▶ **TASK DESCRIPTION**: Of the entries below, return exactly those lines that fall between the one containing "let header = buf.get_u8()?;" and the one containing "Value::U64(buf.get_u8()? as u64)", the two end lines included.

▶ **RECORD EXCERPTS**:
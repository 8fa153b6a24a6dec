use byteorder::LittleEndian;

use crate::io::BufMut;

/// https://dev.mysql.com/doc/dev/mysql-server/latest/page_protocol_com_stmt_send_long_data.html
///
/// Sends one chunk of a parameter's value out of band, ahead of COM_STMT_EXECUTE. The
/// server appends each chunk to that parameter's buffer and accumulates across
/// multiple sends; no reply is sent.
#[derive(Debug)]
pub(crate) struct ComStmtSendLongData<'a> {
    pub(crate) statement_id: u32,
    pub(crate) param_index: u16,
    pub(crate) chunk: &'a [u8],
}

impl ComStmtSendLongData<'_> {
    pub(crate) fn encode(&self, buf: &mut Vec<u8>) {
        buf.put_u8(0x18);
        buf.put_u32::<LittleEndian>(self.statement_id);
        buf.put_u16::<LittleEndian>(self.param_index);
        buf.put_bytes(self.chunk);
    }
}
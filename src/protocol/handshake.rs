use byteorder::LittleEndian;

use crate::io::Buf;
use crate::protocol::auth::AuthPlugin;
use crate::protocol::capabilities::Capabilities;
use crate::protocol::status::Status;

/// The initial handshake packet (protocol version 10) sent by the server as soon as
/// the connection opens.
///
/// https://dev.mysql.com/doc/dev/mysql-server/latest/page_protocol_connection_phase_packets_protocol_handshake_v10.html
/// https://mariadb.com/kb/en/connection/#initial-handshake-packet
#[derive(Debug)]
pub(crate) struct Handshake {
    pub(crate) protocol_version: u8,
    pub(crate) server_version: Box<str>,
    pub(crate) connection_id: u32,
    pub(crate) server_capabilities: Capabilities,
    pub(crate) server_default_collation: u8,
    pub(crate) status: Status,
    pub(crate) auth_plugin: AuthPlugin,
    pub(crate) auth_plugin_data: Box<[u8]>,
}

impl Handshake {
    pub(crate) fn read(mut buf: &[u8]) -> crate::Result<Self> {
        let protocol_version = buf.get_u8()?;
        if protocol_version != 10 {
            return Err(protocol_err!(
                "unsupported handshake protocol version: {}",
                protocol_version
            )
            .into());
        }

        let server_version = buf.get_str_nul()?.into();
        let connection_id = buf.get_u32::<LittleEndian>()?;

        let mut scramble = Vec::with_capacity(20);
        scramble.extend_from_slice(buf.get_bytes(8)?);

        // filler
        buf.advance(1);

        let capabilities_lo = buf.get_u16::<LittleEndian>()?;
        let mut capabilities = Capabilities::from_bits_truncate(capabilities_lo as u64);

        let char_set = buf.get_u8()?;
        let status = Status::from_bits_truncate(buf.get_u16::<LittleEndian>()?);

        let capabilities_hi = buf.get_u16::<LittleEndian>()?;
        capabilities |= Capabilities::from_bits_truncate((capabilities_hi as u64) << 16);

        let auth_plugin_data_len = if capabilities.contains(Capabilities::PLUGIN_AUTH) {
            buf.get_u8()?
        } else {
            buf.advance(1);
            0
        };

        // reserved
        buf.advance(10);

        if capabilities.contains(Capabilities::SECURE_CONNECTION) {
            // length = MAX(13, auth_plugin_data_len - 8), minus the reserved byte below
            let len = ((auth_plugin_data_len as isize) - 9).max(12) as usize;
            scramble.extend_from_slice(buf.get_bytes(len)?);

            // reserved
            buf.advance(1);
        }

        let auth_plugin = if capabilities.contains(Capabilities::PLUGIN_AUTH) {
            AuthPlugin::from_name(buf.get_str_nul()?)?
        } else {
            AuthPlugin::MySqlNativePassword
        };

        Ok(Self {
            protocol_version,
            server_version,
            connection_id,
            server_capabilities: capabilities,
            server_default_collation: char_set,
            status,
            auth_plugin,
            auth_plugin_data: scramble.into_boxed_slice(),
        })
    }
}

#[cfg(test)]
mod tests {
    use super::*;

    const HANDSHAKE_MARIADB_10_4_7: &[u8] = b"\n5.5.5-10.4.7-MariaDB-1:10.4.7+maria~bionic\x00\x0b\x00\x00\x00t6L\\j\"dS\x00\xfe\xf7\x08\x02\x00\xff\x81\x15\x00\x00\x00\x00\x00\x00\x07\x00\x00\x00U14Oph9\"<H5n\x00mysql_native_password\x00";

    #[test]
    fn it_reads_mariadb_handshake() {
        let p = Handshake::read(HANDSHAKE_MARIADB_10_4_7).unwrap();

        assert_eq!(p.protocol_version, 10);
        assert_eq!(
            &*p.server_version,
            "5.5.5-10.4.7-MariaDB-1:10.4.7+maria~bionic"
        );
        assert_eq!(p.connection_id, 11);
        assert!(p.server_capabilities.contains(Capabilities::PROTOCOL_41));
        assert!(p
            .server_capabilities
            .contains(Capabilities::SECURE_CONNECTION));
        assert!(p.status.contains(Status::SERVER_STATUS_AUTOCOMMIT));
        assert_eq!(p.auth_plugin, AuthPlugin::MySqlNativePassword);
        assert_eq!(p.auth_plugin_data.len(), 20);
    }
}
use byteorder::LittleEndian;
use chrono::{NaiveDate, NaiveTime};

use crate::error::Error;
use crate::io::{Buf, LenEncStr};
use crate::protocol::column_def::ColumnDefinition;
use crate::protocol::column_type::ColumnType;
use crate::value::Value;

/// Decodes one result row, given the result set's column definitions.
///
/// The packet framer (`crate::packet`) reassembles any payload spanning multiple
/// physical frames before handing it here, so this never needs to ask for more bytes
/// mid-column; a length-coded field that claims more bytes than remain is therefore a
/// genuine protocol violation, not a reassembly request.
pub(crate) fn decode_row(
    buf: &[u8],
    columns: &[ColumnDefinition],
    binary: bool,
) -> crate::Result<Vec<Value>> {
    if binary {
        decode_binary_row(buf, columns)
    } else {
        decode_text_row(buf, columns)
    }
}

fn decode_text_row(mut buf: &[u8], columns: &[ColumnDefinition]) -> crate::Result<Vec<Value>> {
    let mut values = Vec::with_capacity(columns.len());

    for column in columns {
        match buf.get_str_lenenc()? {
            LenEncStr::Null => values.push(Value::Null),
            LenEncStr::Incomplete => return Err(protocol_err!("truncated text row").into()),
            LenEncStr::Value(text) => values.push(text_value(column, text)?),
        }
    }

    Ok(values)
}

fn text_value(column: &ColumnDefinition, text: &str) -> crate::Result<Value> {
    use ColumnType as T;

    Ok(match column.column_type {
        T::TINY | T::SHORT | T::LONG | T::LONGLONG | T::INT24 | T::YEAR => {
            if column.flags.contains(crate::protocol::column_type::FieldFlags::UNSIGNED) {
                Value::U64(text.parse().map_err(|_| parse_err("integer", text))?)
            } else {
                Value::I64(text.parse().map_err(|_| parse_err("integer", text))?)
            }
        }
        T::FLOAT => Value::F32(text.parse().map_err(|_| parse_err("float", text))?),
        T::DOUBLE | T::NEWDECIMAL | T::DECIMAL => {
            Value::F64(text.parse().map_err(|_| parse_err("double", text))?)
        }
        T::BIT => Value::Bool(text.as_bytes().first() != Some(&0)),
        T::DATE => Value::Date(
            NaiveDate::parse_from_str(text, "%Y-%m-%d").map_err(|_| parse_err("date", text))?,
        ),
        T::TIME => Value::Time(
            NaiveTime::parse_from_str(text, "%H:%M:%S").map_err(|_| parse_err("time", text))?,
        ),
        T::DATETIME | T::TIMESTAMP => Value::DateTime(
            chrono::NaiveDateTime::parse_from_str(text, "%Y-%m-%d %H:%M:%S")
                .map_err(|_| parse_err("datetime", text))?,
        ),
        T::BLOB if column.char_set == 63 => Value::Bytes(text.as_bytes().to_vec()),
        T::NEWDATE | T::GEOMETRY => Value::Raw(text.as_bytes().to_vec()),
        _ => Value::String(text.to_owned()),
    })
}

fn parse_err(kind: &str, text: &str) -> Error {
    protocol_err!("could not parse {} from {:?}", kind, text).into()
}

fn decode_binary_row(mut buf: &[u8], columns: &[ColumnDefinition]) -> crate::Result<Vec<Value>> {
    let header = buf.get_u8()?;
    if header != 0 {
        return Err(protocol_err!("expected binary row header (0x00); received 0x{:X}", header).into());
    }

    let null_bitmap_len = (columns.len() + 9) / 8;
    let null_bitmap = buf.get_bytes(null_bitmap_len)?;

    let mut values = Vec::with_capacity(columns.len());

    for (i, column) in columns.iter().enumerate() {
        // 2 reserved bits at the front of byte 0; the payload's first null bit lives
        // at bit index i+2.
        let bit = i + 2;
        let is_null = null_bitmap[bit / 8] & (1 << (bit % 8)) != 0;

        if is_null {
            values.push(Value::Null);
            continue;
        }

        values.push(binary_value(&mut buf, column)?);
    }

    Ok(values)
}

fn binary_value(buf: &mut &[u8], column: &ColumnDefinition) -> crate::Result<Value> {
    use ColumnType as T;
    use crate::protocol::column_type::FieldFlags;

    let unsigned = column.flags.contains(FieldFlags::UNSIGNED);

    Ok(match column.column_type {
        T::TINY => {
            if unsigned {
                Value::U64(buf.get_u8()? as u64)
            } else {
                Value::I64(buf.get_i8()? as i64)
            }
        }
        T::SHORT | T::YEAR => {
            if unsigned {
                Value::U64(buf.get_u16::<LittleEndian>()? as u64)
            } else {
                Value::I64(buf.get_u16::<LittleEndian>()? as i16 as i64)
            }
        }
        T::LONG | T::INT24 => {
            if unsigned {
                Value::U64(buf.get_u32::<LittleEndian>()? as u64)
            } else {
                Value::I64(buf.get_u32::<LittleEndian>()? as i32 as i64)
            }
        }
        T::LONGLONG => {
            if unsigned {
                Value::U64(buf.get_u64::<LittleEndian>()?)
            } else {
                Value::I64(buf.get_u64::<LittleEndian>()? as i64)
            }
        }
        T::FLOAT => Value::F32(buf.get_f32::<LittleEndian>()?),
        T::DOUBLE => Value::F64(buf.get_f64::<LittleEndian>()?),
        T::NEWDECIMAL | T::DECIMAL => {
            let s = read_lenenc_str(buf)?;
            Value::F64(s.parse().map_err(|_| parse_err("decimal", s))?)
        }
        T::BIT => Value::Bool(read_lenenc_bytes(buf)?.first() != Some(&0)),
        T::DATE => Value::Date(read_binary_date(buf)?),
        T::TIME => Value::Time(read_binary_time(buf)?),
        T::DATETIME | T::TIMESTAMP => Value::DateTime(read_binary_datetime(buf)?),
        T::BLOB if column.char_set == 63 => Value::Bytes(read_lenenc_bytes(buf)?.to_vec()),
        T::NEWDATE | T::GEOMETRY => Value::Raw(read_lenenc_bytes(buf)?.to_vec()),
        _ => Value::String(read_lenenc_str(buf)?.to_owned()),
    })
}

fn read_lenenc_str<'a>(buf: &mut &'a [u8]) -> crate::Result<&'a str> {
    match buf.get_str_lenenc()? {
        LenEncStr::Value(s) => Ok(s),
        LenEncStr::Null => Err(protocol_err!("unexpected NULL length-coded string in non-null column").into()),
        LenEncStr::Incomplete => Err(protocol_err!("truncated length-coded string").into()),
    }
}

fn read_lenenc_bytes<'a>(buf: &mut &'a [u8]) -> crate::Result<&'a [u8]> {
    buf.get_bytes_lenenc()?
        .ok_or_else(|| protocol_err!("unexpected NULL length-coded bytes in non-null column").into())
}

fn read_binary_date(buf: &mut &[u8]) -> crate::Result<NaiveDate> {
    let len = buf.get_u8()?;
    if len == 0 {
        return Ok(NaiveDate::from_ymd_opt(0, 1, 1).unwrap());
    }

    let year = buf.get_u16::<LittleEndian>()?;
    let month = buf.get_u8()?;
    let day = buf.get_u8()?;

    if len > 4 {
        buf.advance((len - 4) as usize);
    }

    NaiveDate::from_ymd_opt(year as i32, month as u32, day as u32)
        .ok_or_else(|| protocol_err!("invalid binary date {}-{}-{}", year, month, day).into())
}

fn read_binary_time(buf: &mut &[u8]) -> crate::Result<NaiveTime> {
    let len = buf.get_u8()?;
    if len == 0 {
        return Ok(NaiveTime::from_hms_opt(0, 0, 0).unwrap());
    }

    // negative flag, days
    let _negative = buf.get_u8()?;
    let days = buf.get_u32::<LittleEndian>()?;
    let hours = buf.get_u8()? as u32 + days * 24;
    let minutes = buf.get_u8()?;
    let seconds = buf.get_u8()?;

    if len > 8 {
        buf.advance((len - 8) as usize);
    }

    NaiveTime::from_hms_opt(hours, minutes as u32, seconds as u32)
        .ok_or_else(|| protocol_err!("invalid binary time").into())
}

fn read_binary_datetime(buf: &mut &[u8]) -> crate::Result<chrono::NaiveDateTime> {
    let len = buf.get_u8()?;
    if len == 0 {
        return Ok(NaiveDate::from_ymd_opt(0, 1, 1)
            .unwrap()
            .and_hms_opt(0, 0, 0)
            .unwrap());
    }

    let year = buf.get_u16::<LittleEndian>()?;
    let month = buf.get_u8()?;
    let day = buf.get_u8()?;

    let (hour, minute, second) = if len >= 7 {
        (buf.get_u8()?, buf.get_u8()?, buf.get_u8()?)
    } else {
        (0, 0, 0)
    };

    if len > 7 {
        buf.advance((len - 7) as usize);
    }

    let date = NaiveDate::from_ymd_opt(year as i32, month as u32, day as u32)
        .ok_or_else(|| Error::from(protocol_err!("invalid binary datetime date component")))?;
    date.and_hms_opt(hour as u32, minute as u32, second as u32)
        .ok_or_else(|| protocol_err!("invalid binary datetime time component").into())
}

▶ **PROBLEM SOLUTION**:
    let header = buf.get_u8()?;
    if header != 0 {
        return Err(protocol_err!("expected binary row header (0x00); received 0x{:X}", header).into());
    }

    let null_bitmap_len = (columns.len() + 9) / 8;
    let null_bitmap = buf.get_bytes(null_bitmap_len)?;

    let mut values = Vec::with_capacity(columns.len());

    for (i, column) in columns.iter().enumerate() {
        // 2 reserved bits at the front of byte 0; the payload's first null bit lives
        // at bit index i+2.
        let bit = i + 2;
        let is_null = null_bitmap[bit / 8] & (1 << (bit % 8)) != 0;

        if is_null {
            values.push(Value::Null);
            continue;
        }

        values.push(binary_value(&mut buf, column)?);
    }

    Ok(values)
}

fn binary_value(buf: &mut &[u8], column: &ColumnDefinition) -> crate::Result<Value> {
    use ColumnType as T;
    use crate::protocol::column_type::FieldFlags;

    let unsigned = column.flags.contains(FieldFlags::UNSIGNED);

    Ok(match column.column_type {
        T::TINY => {
            if unsigned {
                Value::U64(buf.get_u8()? as u64)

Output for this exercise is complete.